▸ **SOURCE INFORMATION**

■ ■ ■ ■

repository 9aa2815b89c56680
#[cfg(test)]
#[path = "language_test.rs"]
mod tests;

use std::path::Path;

/// Editor language id for a file, inferred from its extension.
pub fn language_from_path(filepath: &str) -> &'static str {
    let extension = Path::new(filepath)
        .extension()
        .map(|ext| return ext.to_string_lossy().to_lowercase())
        .unwrap_or_default();

    match extension.as_str() {
        "js" => return "javascript",
        "ts" => return "typescript",
        "jsx" => return "javascriptreact",
        "tsx" => return "typescriptreact",
        "py" => return "python",
        "java" => return "java",
        "cs" => return "csharp",
        "go" => return "go",
        "rb" => return "ruby",
        "php" => return "php",
        "rs" => return "rust",
        "swift" => return "swift",
        "kt" | "kts" => return "kotlin",
        _ => return "plaintext",
    }
}
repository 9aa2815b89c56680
pub mod models;
pub mod services;
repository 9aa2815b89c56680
use anyhow::bail;
use anyhow::Result;
use once_cell::sync::Lazy;
use syntect::highlighting::Theme;
use syntect::highlighting::ThemeSet;

static THEME_SET: Lazy<ThemeSet> = Lazy::new(ThemeSet::load_defaults);

pub const DEFAULT_THEME: &str = "base16-ocean.dark";

pub struct Themes {}

impl Themes {
    pub fn list() -> Vec<String> {
        let mut themes = THEME_SET
            .themes
            .keys()
            .map(|e| return e.to_string())
            .collect::<Vec<String>>();
        themes.sort();

        return themes;
    }

    pub fn get(theme_name: &str) -> Result<Theme> {
        if let Some(theme) = THEME_SET.themes.get(theme_name) {
            return Ok(theme.clone());
        }

        bail!(format!("Theme {theme_name} does not exist"));
    }
}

■ ■ ■ ■

▸ **WHAT NEEDS TO BE DONE**
Please return the records above exactly as they are written.

▸ **REPLY**
repository 9aa2815b89c56680
#[cfg(test)]
#[path = "language_test.rs"]
mod tests;

use std::path::Path;

/// Editor language id for a file, inferred from its extension.
pub fn language_from_path(filepath: &str) -> &'static str {
    let extension = Path::new(filepath)
        .extension()
        .map(|ext| return ext.to_string_lossy().to_lowercase())
        .unwrap_or_default();

    match extension.as_str() {
        "js" => return "javascript",
        "ts" => return "typescript",
        "jsx" => return "javascriptreact",
        "tsx" => return "typescriptreact",
        "py" => return "python",
        "java" => return "java",
        "cs" => return "csharp",
        "go" => return "go",
        "rb" => return "ruby",
        "php" => return "php",
        "rs" => return "rust",
        "swift" => return "swift",
        "kt" | "kts" => return "kotlin",
        _ => return "plaintext",
    }
}
repository 9aa2815b89c56680
pub mod models;
pub mod services;
repository 9aa2815b89c56680
use anyhow::bail;
use anyhow::Result;
use once_cell::sync::Lazy;
use syntect::highlighting::Theme;
use syntect::highlighting::ThemeSet;

static THEME_SET: Lazy<ThemeSet> = Lazy::new(ThemeSet::load_defaults);

pub const DEFAULT_THEME: &str = "base16-ocean.dark";

pub struct Themes {}

impl Themes {
    pub fn list() -> Vec<String> {
        let mut themes = THEME_SET
            .themes
            .keys()
            .map(|e| return e.to_string())
            .collect::<Vec<String>>();
        themes.sort();

        return themes;
    }

    pub fn get(theme_name: &str) -> Result<Theme> {
        if let Some(theme) = THEME_SET.themes.get(theme_name) {
            return Ok(theme.clone());
        }

        bail!(format!("Theme {theme_name} does not exist"));
    }
}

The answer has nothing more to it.